[Stored data]
------

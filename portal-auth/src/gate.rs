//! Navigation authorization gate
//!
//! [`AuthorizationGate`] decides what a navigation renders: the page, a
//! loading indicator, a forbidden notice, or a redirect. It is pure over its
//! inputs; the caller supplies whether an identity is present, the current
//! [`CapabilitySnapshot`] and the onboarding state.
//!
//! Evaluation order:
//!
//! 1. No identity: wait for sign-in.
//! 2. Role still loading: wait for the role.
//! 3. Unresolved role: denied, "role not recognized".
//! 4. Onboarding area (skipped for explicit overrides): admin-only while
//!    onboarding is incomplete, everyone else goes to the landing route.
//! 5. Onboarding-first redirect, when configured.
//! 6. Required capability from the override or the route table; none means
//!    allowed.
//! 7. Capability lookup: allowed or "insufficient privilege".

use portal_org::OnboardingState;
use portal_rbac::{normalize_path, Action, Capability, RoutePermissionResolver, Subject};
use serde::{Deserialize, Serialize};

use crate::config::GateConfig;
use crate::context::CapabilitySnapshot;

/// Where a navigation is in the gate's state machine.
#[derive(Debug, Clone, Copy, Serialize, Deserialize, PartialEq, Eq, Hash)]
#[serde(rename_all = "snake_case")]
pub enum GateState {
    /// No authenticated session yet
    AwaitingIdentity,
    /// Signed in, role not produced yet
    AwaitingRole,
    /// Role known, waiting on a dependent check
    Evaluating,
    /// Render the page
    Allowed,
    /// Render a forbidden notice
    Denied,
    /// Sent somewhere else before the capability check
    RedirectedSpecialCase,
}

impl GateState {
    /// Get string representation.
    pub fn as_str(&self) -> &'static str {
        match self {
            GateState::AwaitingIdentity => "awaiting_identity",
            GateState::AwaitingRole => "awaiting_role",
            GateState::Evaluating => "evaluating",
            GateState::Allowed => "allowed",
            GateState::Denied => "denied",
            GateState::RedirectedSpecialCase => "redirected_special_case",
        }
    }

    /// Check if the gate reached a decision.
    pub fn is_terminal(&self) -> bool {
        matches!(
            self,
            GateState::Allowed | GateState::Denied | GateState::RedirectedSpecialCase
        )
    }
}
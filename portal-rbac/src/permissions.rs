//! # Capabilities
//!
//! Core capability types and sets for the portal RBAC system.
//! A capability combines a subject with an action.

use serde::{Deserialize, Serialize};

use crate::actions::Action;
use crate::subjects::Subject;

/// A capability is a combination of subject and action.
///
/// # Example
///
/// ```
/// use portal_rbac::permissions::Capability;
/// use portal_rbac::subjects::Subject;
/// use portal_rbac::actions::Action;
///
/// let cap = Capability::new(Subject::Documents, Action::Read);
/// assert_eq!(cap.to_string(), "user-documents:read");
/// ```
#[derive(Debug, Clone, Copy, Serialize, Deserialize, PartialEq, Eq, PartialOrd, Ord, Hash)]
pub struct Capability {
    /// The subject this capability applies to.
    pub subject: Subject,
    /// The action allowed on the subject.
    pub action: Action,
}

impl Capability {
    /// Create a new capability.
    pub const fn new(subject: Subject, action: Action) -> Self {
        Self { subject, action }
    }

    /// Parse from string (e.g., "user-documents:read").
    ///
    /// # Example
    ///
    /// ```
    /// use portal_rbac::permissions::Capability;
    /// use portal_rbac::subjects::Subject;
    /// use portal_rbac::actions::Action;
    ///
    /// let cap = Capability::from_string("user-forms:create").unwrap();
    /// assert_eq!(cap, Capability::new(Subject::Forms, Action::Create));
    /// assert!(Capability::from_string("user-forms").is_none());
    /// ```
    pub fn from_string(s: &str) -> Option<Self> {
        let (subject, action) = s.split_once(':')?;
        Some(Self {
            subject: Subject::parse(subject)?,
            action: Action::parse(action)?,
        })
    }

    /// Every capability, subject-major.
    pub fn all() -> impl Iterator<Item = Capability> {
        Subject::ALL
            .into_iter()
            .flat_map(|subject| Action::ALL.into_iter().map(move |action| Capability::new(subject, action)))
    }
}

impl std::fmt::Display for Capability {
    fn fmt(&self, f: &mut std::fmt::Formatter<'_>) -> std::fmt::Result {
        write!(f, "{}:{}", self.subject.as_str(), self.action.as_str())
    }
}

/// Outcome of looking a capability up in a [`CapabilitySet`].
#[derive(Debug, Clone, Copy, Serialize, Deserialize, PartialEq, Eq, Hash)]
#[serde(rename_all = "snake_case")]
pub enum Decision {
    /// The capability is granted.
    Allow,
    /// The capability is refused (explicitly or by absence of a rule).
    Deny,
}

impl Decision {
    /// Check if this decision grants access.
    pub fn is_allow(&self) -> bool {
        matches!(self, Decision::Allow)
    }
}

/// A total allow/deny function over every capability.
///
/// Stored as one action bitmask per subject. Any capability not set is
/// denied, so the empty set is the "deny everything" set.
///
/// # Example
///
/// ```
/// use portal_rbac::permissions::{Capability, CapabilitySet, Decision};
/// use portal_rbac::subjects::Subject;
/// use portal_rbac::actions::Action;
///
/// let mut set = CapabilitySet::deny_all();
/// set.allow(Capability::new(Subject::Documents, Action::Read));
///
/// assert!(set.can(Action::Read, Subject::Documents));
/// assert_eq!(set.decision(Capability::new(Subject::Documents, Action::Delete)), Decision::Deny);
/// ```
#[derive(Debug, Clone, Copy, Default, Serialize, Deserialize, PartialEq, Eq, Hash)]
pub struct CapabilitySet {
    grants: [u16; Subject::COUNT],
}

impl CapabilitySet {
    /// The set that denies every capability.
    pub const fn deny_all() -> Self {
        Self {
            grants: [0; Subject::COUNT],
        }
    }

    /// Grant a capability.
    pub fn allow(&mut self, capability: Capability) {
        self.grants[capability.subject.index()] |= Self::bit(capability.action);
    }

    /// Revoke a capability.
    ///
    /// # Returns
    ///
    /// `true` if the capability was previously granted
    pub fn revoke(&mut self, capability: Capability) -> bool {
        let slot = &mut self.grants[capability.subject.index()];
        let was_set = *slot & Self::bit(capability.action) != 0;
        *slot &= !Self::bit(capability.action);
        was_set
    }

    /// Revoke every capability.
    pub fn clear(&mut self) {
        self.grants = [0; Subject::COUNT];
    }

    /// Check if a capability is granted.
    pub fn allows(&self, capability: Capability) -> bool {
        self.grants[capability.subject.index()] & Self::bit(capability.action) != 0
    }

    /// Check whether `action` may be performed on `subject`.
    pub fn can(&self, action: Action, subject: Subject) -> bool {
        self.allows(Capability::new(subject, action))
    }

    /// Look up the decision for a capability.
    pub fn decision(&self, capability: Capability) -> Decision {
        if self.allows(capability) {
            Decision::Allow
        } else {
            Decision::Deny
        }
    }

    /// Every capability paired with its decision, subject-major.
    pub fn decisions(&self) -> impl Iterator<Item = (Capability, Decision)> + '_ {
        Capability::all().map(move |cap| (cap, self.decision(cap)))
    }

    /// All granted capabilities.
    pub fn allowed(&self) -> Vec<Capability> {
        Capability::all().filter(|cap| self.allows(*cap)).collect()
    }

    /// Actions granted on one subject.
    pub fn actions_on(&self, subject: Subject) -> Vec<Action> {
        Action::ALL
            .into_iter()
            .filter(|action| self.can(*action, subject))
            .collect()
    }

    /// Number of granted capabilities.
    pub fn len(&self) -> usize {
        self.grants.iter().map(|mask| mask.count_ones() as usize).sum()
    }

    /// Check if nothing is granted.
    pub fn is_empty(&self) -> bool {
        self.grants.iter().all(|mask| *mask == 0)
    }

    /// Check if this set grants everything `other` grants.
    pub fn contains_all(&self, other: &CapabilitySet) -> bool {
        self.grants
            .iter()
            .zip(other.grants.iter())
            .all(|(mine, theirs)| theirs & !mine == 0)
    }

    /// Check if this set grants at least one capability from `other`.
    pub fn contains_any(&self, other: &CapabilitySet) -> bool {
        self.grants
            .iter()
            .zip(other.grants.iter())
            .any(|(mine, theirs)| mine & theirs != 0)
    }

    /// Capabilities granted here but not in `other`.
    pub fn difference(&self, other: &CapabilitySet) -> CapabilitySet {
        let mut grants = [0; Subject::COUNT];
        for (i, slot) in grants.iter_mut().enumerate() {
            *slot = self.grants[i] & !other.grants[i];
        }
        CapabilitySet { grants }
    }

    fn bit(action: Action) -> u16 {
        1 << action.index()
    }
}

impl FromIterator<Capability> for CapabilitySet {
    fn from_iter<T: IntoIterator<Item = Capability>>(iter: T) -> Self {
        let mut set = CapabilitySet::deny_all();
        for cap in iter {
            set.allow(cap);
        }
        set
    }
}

------

Exercise description.
Print, without alteration, only the lines above between the one holding "Default, Serialize, Deserialize, PartialEq, Eq, Hash)]" and the one holding "self.grants.iter().map(|mask| mask.count_ones() as", inclusive.

Solution.
#[derive(Debug, Clone, Copy, Default, Serialize, Deserialize, PartialEq, Eq, Hash)]
pub struct CapabilitySet {
    grants: [u16; Subject::COUNT],
}

impl CapabilitySet {
    /// The set that denies every capability.
    pub const fn deny_all() -> Self {
        Self {
            grants: [0; Subject::COUNT],
        }
    }

    /// Grant a capability.
    pub fn allow(&mut self, capability: Capability) {
        self.grants[capability.subject.index()] |= Self::bit(capability.action);
    }

    /// Revoke a capability.
    ///
    /// # Returns
    ///
    /// `true` if the capability was previously granted
    pub fn revoke(&mut self, capability: Capability) -> bool {
        let slot = &mut self.grants[capability.subject.index()];
        let was_set = *slot & Self::bit(capability.action) != 0;
        *slot &= !Self::bit(capability.action);
        was_set
    }

    /// Revoke every capability.
    pub fn clear(&mut self) {
        self.grants = [0; Subject::COUNT];
    }

    /// Check if a capability is granted.
    pub fn allows(&self, capability: Capability) -> bool {
        self.grants[capability.subject.index()] & Self::bit(capability.action) != 0
    }

    /// Check whether `action` may be performed on `subject`.
    pub fn can(&self, action: Action, subject: Subject) -> bool {
        self.allows(Capability::new(subject, action))
    }

    /// Look up the decision for a capability.
    pub fn decision(&self, capability: Capability) -> Decision {
        if self.allows(capability) {
            Decision::Allow
        } else {
            Decision::Deny
        }
    }

    /// Every capability paired with its decision, subject-major.
    pub fn decisions(&self) -> impl Iterator<Item = (Capability, Decision)> + '_ {
        Capability::all().map(move |cap| (cap, self.decision(cap)))
    }

    /// All granted capabilities.
    pub fn allowed(&self) -> Vec<Capability> {
        Capability::all().filter(|cap| self.allows(*cap)).collect()
    }

    /// Actions granted on one subject.
    pub fn actions_on(&self, subject: Subject) -> Vec<Action> {
        Action::ALL
            .into_iter()
            .filter(|action| self.can(*action, subject))
            .collect()
    }

    /// Number of granted capabilities.
    pub fn len(&self) -> usize {
        self.grants.iter().map(|mask| mask.count_ones() as usize).sum()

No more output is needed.